• TRY IT
For the listing below, output exactly the lines from the line with "Self::new(offset, (offset +" up to and including the line with "self.start <= other.start", and no other lines.

• THE RECORDS
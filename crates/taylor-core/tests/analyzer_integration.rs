//! Integration test: discovery, loading and rule evaluation via Analyzer.

use std::fs;
use std::path::Path;

use taylor_core::{
    Analyzer, AnalyzerError, Component, ComponentType, Config, Priority, Rule, RuleOutcome,
    RuleSettings,
};

const SOURCE: &str = "func f() {\n    if a {\n        g()\n    } else {\n    }\n}\n";

const STRUCTURE: &str = r#"{
  "key.offset": 0,
  "key.length": 54,
  "key.substructure": [
    {
      "key.kind": "source.lang.swift.decl.function.free",
      "key.name": "f()",
      "key.offset": 0,
      "key.length": 53,
      "key.substructure": [
        {
          "key.kind": "source.lang.swift.stmt.if",
          "key.offset": 15,
          "key.length": 36,
          "key.substructure": [
            { "key.kind": "source.lang.swift.stmt.brace", "key.offset": 20, "key.length": 18 },
            { "key.kind": "source.lang.swift.stmt.brace", "key.offset": 45, "key.length": 6 }
          ]
        }
      ]
    }
  ]
}"#;

/// Counts the branches of a function; fails above the limit.
struct Branches {
    settings: RuleSettings,
}

impl Rule for Branches {
    fn name(&self) -> &'static str {
        "Branches"
    }

    fn external_info_url(&self) -> &'static str {
        "https://example.com/branches"
    }

    fn settings(&self) -> &RuleSettings {
        &self.settings
    }

    fn settings_mut(&mut self) -> &mut RuleSettings {
        &mut self.settings
    }

    fn check(&self, component: &Component) -> RuleOutcome {
        if !component.is_a(ComponentType::Function) {
            return RuleOutcome::not_applicable();
        }
        let branches =
            component.count_children(ComponentType::If) + component.count_children(ComponentType::Else);
        RuleOutcome::against_limit(branches, self.limit(), || {
            format!("Method '{}' has {branches} branches", component.display_name())
        })
    }
}

fn branches(limit: usize) -> Branches {
    Branches {
        settings: RuleSettings::new(limit, Priority::P2),
    }
}

fn write_source(dir: &Path, name: &str) {
    let path = dir.join(name);
    fs::write(&path, SOURCE).expect("write source");
    fs::write(dir.join(format!("{name}.structure.json")), STRUCTURE).expect("write structure");
}

#[test]
fn analyzes_discovered_files() {
    let dir = tempfile::tempdir().expect("tempdir");
    fs::create_dir_all(dir.path().join("Sources")).expect("mkdir");
    write_source(&dir.path().join("Sources"), "A.swift");
    write_source(dir.path(), "B.swift");
    fs::write(dir.path().join("README.md"), "not swift").expect("write readme");

    let analyzer = Analyzer::builder()
        .root(dir.path())
        .rule(branches(1))
        .build()
        .expect("analyzer should build");
    let result = analyzer.analyze().expect("analysis should succeed");

    assert_eq!(result.statistics.total_files, 2);
    assert_eq!(result.statistics.files_with_violations, 2);
    assert_eq!(result.statistics.violations_with_p2, 2);
    assert!(result.errors.is_empty());

    let violation = &result.violations[0];
    assert_eq!(violation.rule, "Branches");
    assert_eq!(violation.data.value, 2);
    assert_eq!(violation.data.message, "Method 'f()' has 2 branches");
    assert_eq!(violation.method(), Some("f()"));
    assert_eq!(violation.component.range.start_line, 1);
}

#[test]
fn excluded_directories_are_skipped() {
    let dir = tempfile::tempdir().expect("tempdir");
    let pods = dir.path().join("Pods");
    fs::create_dir_all(&pods).expect("mkdir");
    write_source(&pods, "Vendor.swift");
    write_source(dir.path(), "App.swift");

    let analyzer = Analyzer::builder()
        .root(dir.path())
        .rule(branches(1))
        .build()
        .expect("analyzer should build");
    let result = analyzer.analyze().expect("analysis should succeed");

    assert_eq!(result.statistics.total_files, 1);
    assert_eq!(result.files[0].path, Path::new("App.swift"));
}

#[test]
fn configured_limit_silences_rule() {
    let dir = tempfile::tempdir().expect("tempdir");
    write_source(dir.path(), "App.swift");

    let config = Config::parse("[rules.Branches]\nlimit = 5\n").expect("config should parse");
    let analyzer = Analyzer::builder()
        .root(dir.path())
        .rule(branches(1))
        .config(config)
        .build()
        .expect("analyzer should build");
    let result = analyzer.analyze().expect("analysis should succeed");

    assert!(result.is_clean());
    assert_eq!(result.statistics.total_files, 1);
}

#[test]
fn missing_structure_is_reported_per_file() {
    let dir = tempfile::tempdir().expect("tempdir");
    write_source(dir.path(), "Good.swift");
    fs::write(dir.path().join("Bare.swift"), SOURCE).expect("write source");

    let analyzer = Analyzer::builder()
        .root(dir.path())
        .rule(branches(1))
        .build()
        .expect("analyzer should build");
    let result = analyzer.analyze().expect("analysis should succeed");

    assert_eq!(result.statistics.total_files, 1);
    assert_eq!(result.errors.len(), 1);
    assert!(result.errors[0].path.ends_with("Bare.swift"));
}

#[test]
fn missing_structure_fails_when_strict() {
    let dir = tempfile::tempdir().expect("tempdir");
    fs::write(dir.path().join("Bare.swift"), SOURCE).expect("write source");

    let analyzer = Analyzer::builder()
        .root(dir.path())
        .rule(branches(1))
        .fail_on_parse_error(true)
        .build()
        .expect("analyzer should build");

    assert!(matches!(analyzer.analyze(), Err(AnalyzerError::Source(_))));
}

#[test]
fn explicit_inputs_mix_files_and_directories() {
    let dir = tempfile::tempdir().expect("tempdir");
    let nested = dir.path().join("Nested");
    fs::create_dir_all(&nested).expect("mkdir");
    write_source(&nested, "One.swift");
    write_source(dir.path(), "Two.swift");
    write_source(dir.path(), "Three.swift");

    let analyzer = Analyzer::builder()
        .root(dir.path())
        .rule(branches(1))
        .build()
        .expect("analyzer should build");
    let result = analyzer
        .analyze_inputs(&[nested, dir.path().join("Two.swift")])
        .expect("analysis should succeed");

    assert_eq!(result.statistics.total_files, 2);
}
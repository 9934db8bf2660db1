//! Integration test: built-in rules over trees built from structure dumps.

use std::path::Path;

use taylor_core::tree::TreeBuilder;
use taylor_core::{Analyzer, Declaration, FileContext, Priority, SourceFile};

const METHOD: &str = "source.lang.swift.decl.function.method.instance";
const PARAMETER: &str = "source.lang.swift.decl.var.parameter";

fn box_class() -> SourceFile {
    let text = "class Box {\n    func move(a: Int, b: Int, c: Int, d: Int) {\n    }\n}\n";
    let mut method = Declaration::new(METHOD, 16, 49).named("move(a:b:c:d:)");
    for (name, offset) in [("a", 26), ("b", 34), ("c", 42), ("d", 50)] {
        method = method.with_child(Declaration::new(PARAMETER, offset, 6).named(name).typed("Int"));
    }
    let structure = Declaration::new("", 0, text.len())
        .with_child(Declaration::new("source.lang.swift.decl.class", 0, 67).named("Box").with_child(method));
    SourceFile::new("/project/Box.swift", text, structure, Vec::new())
}

fn analyzer(config: &str) -> Analyzer {
    let config = taylor_core::Config::parse(config).expect("config should parse");
    Analyzer::builder()
        .root("/project")
        .rules(taylor_rules::all_rules())
        .config(config)
        .build()
        .expect("analyzer should build")
}

#[test]
fn reports_long_parameter_list_with_enclosing_class() {
    let source = box_class();
    let analyzer = analyzer("");
    let ctx = FileContext::new(Path::new("/project/Box.swift"), analyzer.root());
    let violations = analyzer.analyze_source(&ctx, &source);

    assert_eq!(violations.len(), 1, "{violations:#?}");
    let violation = &violations[0];
    assert_eq!(violation.rule, "ExcessiveParameterList");
    assert_eq!(violation.priority, Priority::P3);
    assert_eq!(violation.class_name.as_deref(), Some("Box"));
    assert_eq!(violation.method(), Some("move(a:b:c:d:)"));
    assert_eq!(violation.data.value, 4);
    assert_eq!(violation.component.range.start_line, 2);
    assert_eq!(
        violation.format(),
        "/project/Box.swift:2:ExcessiveParameterList P3 Method 'move(a:b:c:d:)' has 4 parameters. The allowed number of parameters is 3"
    );
}

#[test]
fn raised_limit_and_disabled_rule_silence_the_file() {
    let source = box_class();

    let raised = analyzer("[rules.ExcessiveParameterList]\nlimit = 4\n");
    let ctx = FileContext::new(Path::new("/project/Box.swift"), raised.root());
    assert!(raised.analyze_source(&ctx, &source).is_empty());

    let disabled = analyzer("[rules.ExcessiveParameterList]\nenabled = false\n");
    assert_eq!(disabled.rule_count(), 6);
    assert!(disabled.analyze_source(&ctx, &source).is_empty());
}

#[test]
fn every_rule_reports_a_value_for_its_kind() {
    let source = box_class();
    let tree = TreeBuilder::new(&source).build();
    let class = &tree.children[0];
    let method = &class.children[0];

    for rule in taylor_rules::all_rules() {
        let on_class = rule.check(class);
        let on_method = rule.check(method);
        let measured = usize::from(on_class.value.is_some()) + usize::from(on_method.value.is_some());
        assert_eq!(measured, 1, "{} should measure exactly one of class or method", rule.name());
    }
}
//! Byte offset ranges used while the tree is being assembled.

/// Inclusive byte range into a file's text.
#[derive(Debug, Clone, Copy, PartialEq, Eq, Hash, Default)]
pub struct OffsetRange {
    /// First byte.
    pub start: usize,
    /// Last byte.
    pub end: usize,
}

impl OffsetRange {
    /// Creates a new range.
    #[must_use]
    pub fn new(start: usize, end: usize) -> Self {
        Self { start, end }
    }

    /// Range of a declaration, which includes the byte one past its length.
    #[must_use]
    pub fn declaration(offset: usize, length: usize) -> Self {
        Self::new(offset, offset + length)
    }

    /// Range of a token, ending on its last byte.
    #[must_use]
    pub fn token(offset: usize, length: usize) -> Self {
        Self::new(offset, (offset + length).saturating_sub(1))
    }

    /// Range of a blank-line match, excluding the newlines that delimit it.
    #[must_use]
    pub fn blank_lines(match_start: usize, match_end: usize) -> Self {
        Self::new(match_start + 1, match_end.saturating_sub(1))
    }

    /// Returns true if `other` lies entirely within this range.
    #[must_use]
    pub fn contains(&self, other: &Self) -> bool {
        self.start <= other.start && self.end >= other.end
    }

    /// Returns the range moved forward by `by` bytes.
    #[must_use]
    pub fn shifted(self, by: usize) -> Self {
        Self::new(self.start + by, self.end + by)
    }

    /// Returns true if the two ranges share at least one byte.
    #[must_use]
    pub fn overlaps(&self, other: &Self) -> bool {
        self.start <= other.end && other.start <= self.end
    }
}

• TASK RESPONSE
        Self::new(offset, (offset + length).saturating_sub(1))
    }

    /// Range of a blank-line match, excluding the newlines that delimit it.
    #[must_use]
    pub fn blank_lines(match_start: usize, match_end: usize) -> Self {
        Self::new(match_start + 1, match_end.saturating_sub(1))
    }

    /// Returns true if `other` lies entirely within this range.
    #[must_use]
    pub fn contains(&self, other: &Self) -> bool {
        self.start <= other.start && self.end >= other.end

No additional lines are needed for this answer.